By MALCOLM RITTER • Associated Press
Thousands of years ago, a teenage girl toppled into a deep hole in a Mexican cave and died. After being hidden there for more than 12,000 years — along with the bones of dozens of extinct ice age beasts — her skeleton and her DNA are bolstering the long-held theory that humans arrived in the Americas by way of a land bridge from Asia, scientists said.
The girl's skeleton was discovered by chance in 2007 by expert divers who were mapping water-filled caves north of the city of Tulum, in the eastern part of the Yucatán Peninsula. One day, they came across a huge chamber deep underground. "The moment we entered inside, we knew it was an incredible place," one of the divers, Alberto Nava, said. "The floor disappeared under us and we could not see across to the other side."
Months later, they returned and reached the floor of the 100-foot tall chamber — which was littered with the bones of saber-toothed tigers, giant tapirs and bears — and divers quickly spotted the skull as they swept the chamber with flashlights. "It was a small cranium laying upside-down with a perfect set of teeth and dark eye sockets looking back at us," recalled Nava of Bay Area Underwater Explorers, a nonprofit conservation organization based in Berkeley, Calif. The divers named the skeleton Naia, after a water nymph of Greek mythology.
Now, researchers have published an analysis of Naia's skeletal remains in the journal Science, calling it the oldest, most complete specimen ever discovered in the Americas.
The study authors say that the bucktoothed 15- or 16-year-old girl's mitochondrial DNA reveals she is related to 11 percent of living American Indians, and links them genetically to a population of early humans who inhabited a land now submerged beneath the Bering Sea.

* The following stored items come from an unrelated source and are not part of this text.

impl SessionPool {
    /// Load the cache and revalidate every cached identity.
    ///
    /// An unreadable cache is reported and treated as empty.
    pub async fn open(
        factory: IdentityFactory,
        validator: Validator,
        cache: IdentityCache,
        settings: PoolSettings,
        reporter: Arc<dyn Reporter>,
    ) -> Self {
        let record = match cache.load().await {
            Ok(record) => record,
            Err(e) => {
                warn!(error = %e, "identity cache unreadable, starting empty");
                reporter.report(&PoolEvent::CacheUnavailable {
                    error: e.to_string(),
                });
                CacheRecord::default()
            }
        };
        let cached = record.cached_identities();
        let used = record.used_identities();
        reporter.report(&PoolEvent::CacheLoaded {
            cached: cached.len(),
            used: used.len(),
        });

        let pool = Self {
            state: Mutex::new(PoolState {
                used,
                ..PoolState::default()
            }),
            queue: WorkQueue::new(),
            factory,
            validator,
            cache,
            settings,
            reporter,
        };
        pool.fill_from_cache(cached).await;
        pool
    }

    /// Rebuild and validate a session for each cached identity.
    ///
    /// Survivors go to the reserve; the rest are forgotten entirely. An
    /// identity the pool already holds live is left alone.
    async fn fill_from_cache(&self, cached: Vec<(Identity, Tag)>) {
        let mut state = self.state.lock().await;
        for (identity, tag) in cached {
            if state.live.contains_key(&identity) {
                warn!(identity = %identity, "cached identity already live, skipping");
                continue;
            }
            let session = match self.factory.build_session() {
                Ok(session) => Some(session),
                Err(e) => {
                    warn!(identity = %identity, error = %e, "could not rebuild cached session");
                    None
                }
            };
            let valid = match &session {
                Some(session) => self.validator.validate(session.as_ref()).await,
                None => false,
            };
            match session {
                Some(session) if valid => {
                    state.claim(&identity, tag);
                    self.reporter.report(&PoolEvent::CachedIdentityRestored {
                        identity: identity.clone(),
                        tag,
                    });
                    state.reserve.push_back(PoolEntry::new(identity, tag, session));
                }
                _ => {
                    state.forget(&identity);
                    self.reporter
                        .report(&PoolEvent::CachedIdentityPruned { identity });
                }
            }
        }
        info!(restored = state.reserve.len(), "cached sessions revalidated");
        self.persist(&state).await;
    }

    /// Fill the work queue with `n` ready entries.
    ///
    /// Cached entries go first. Cached entries beyond `n` are closed and
    /// forgotten, so the cache afterwards names only what was queued. Any
    /// shortfall is covered by `acquire_fresh`, bounded at three calls per
    /// missing entry. Falling short is reported, not fatal: dispatch
    /// acquires on demand. Returns the number queued.
    pub async fn prepare(&self, n: usize) -> usize {
        let mut prepared = 0usize;
        {
            let mut state = self.state.lock().await;
            while prepared < n {
                let Some(entry) = state.reserve.pop_front() else {
                    break;
                };
                let (identity, tag) = (entry.identity().clone(), entry.tag());
                match self.queue.push(entry).await {
                    Ok(()) => {
                        prepared += 1;
                        self.reporter.report(&PoolEvent::EntryQueued {
                            identity,
                            tag,
                            queued: prepared,
                            requested: n,
                        });
                    }
                    Err(duplicate) => {
                        warn!(identity = %identity, "cached identity already queued");
                        duplicate.close();
                    }
                }
            }

            if !state.reserve.is_empty() {
                let surplus: Vec<PoolEntry> = state.reserve.drain(..).collect();
                info!(released = surplus.len(), "releasing surplus cached sessions");
                for entry in surplus {
                    let identity = entry.close();
                    state.forget(&identity);
                }
                self.persist(&state).await;
            }
        }

        let shortfall = n - prepared;
        if shortfall > 0 {
            info!(
                needed = shortfall,
                cached = prepared,
                "acquiring fresh identities"
            );
        }
        let max_calls = shortfall * PREPARE_ATTEMPTS_PER_ENTRY;
        let mut calls = 0usize;
        while prepared < n && calls < max_calls {
            calls += 1;
            let entry = match self.acquire_fresh().await {
                Ok(entry) => entry,
                Err(e) => {
                    warn!(error = %e, call = calls, "fresh identity unavailable");
                    continue;
                }
            };
            let (identity, tag) = (entry.identity().clone(), entry.tag());
            match self.queue.push(entry).await {
                Ok(()) => {
                    prepared += 1;
                    self.reporter.report(&PoolEvent::EntryQueued {
                        identity,
                        tag,
                        queued: prepared,
                        requested: n,
                    });
                }
                Err(duplicate) => {
                    warn!(identity = %identity, "fresh identity already queued");
                    duplicate.close();
                }
            }
        }

        if prepared < n {
            self.reporter.report(&PoolEvent::PrepareShortfall {
                prepared,
                requested: n,
            });
        }
        prepared
    }

    /// Rotate until a new, unclaimed, validated identity turns up.
    ///
    /// Every attempt forces a circuit rotation. Control failures, probe
    /// failures, duplicates and validation failures each consume one attempt.
    pub async fn acquire_fresh(&self) -> Result<PoolEntry> {
        let max = self.settings.max_fresh_attempts;
        for attempt in 1..=max {
            if attempt > 1 && !self.settings.fresh_backoff.is_zero() {
                tokio::time::sleep(self.settings.fresh_backoff).await;
            }

            let entry = match self.factory.new_identity().await {
                Ok(entry) => entry,
                Err(e) => {
                    debug!(attempt, error = %e, "identity attempt failed");
                    self.reporter.report(&PoolEvent::IdentityRejected {
                        identity: None,
                        attempt,
                        reason: reject_reason(&e),
                    });
                    continue;
                }
            };

            let mut state = self.state.lock().await;
            if state.used.contains(entry.identity()) || self.queue.contains(entry.identity()).await
            {
                self.reporter.report(&PoolEvent::IdentityRejected {
                    identity: Some(entry.identity().clone()),
                    attempt,
                    reason: RejectReason::Duplicate,
                });
                entry.close();
                continue;
            }
            if !self.validator.validate(entry.session()).await {
                self.reporter.report(&PoolEvent::IdentityRejected {
                    identity: Some(entry.identity().clone()),
                    attempt,
                    reason: RejectReason::Validation,
                });
                entry.close();
                continue;
            }

            state.claim(entry.identity(), entry.tag());
            self.persist(&state).await;
            self.reporter.report(&PoolEvent::IdentityAcquired {
                identity: entry.identity().clone(),
                tag: entry.tag(),
                attempt,
            });
            return Ok(entry);
        }

        Err(Error::PoolExhausted(format!(
            "no usable identity after {max} attempts"
        )))
    }

    /// Next ready entry: the queue head, or a fresh identity if the queue is empty.
    pub async fn acquire_next(&self) -> Result<PoolEntry> {
        if let Some(entry) = self.queue.pop().await {
            let mut state = self.state.lock().await;
            state.claim(entry.identity(), entry.tag());
            self.persist(&state).await;
            debug!(identity = %entry.identity(), "checked out queued entry");
            return Ok(entry);
        }
        debug!("work queue empty, acquiring fresh identity");
        self.acquire_fresh().await
    }

    /// Return a healthy entry for reuse.
    pub async fn release(&self, entry: PoolEntry) {
        {
            let mut state = self.state.lock().await;
            state.claim(entry.identity(), entry.tag());
            self.persist(&state).await;
        }
        debug!(identity = %entry.identity(), "released entry");
        if let Err(duplicate) = self.queue.push(entry).await {
            warn!(identity = %duplicate.identity(), "released entry was already queued");
            duplicate.close();
        }
    }

    /// Close a checked-out entry's session and forget its identity.
    pub async fn evict(&self, entry: PoolEntry, reason: FailureKind) {
        let identity = entry.close();
        self.evict_identity(&identity, reason).await;
    }

    /// Forget an identity wherever it is held by the pool.
    ///
    /// A queued or reserved entry for it is closed too. The identity may be
    /// claimed again if the network later hands out the same exit.
    pub async fn evict_identity(&self, identity: &Identity, reason: FailureKind) {
        let mut state = self.state.lock().await;
        state.forget(identity);
        if let Some(position) = state.reserve.iter().position(|e| e.identity() == identity) {
            if let Some(entry) = state.reserve.remove(position) {
                entry.close();
            }
        }
        if let Some(entry) = self.queue.remove(identity).await {
            entry.close();
        }
        self.persist(&state).await;
        info!(identity = %identity, reason = reason.label(), "identity evicted");
        self.reporter.report(&PoolEvent::IdentityEvicted {
            identity: identity.clone(),
            reason,
        });
    }

    /// Identities claimed and not evicted.
    pub async fn used_identities(&self) -> HashSet<Identity> {
        self.state.lock().await.used.clone()
    }

    /// Live identity → tag bindings.
    pub async fn live_identities(&self) -> HashMap<Identity, Tag> {
        self.state.lock().await.live.clone()
    }

    /// Queued identities, oldest first.
    pub async fn queued_identities(&self) -> Vec<Identity> {
        self.queue.identities().await
    }

    pub async fn queue_len(&self) -> usize {
        self.queue.len().await
    }

    /// Pool summary with per-identity state.
    ///
    /// Entries are `queued`, `reserve` (cached, not yet queued) or
    /// `checked_out` (held by a worker).
    pub async fn snapshot(&self) -> serde_json::Value {
        let state = self.state.lock().await;
        let queued: HashSet<Identity> = self.queue.identities().await.into_iter().collect();
        let reserve: HashSet<&Identity> = state.reserve.iter().map(|e| e.identity()).collect();

        let mut live: Vec<(&Identity, &Tag)> = state.live.iter().collect();
        live.sort();
        let entries: Vec<serde_json::Value> = live
            .into_iter()
            .map(|(identity, tag)| {
                let status = if queued.contains(identity) {
                    "queued"
                } else if reserve.contains(identity) {
                    "reserve"
                } else {
                    "checked_out"
                };
                serde_json::json!({
                    "identity": identity,
                    "tag": tag,
                    "status": status,
                })
            })
            .collect();

        serde_json::json!({
            "identities_used": state.used.len(),
            "identities_live": state.live.len(),
            "queued": queued.len(),
            "reserve": reserve.len(),
            "entries": entries,
        })
    }

    /// Rewrite the cache from the current bookkeeping. Failures are reported
    /// and swallowed: losing a cache write never stops a run.
    async fn persist(&self, state: &PoolState) {
        let record = CacheRecord::from_state(&state.used, &state.live);
        if let Err(e) = self.cache.save(&record).await {
            warn!(error = %e, path = %self.cache.path().display(), "failed to persist identity cache");
            self.reporter.report(&PoolEvent::CacheWriteFailed {
                error: e.to_string(),
            });
        }
    }
}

Carbon-dating of her teeth and isotope data from crystals that formed on her bones helped study authors determine that the girl lived 12,000 to 13,000 years ago in what would have been a parched environment. They believe she was probably searching for water when she entered a dark, underground cave and then plummeted 100 feet into the massive chamber. now called Hoyo Negro, or black hole.
Unable to escape — her hip bone shattered from the fall — she died amid a menagerie of similarly doomed megafauna. As the ice age ended and glaciers melted, sea levels rose and filled the chamber with water, sealing it off from humanity.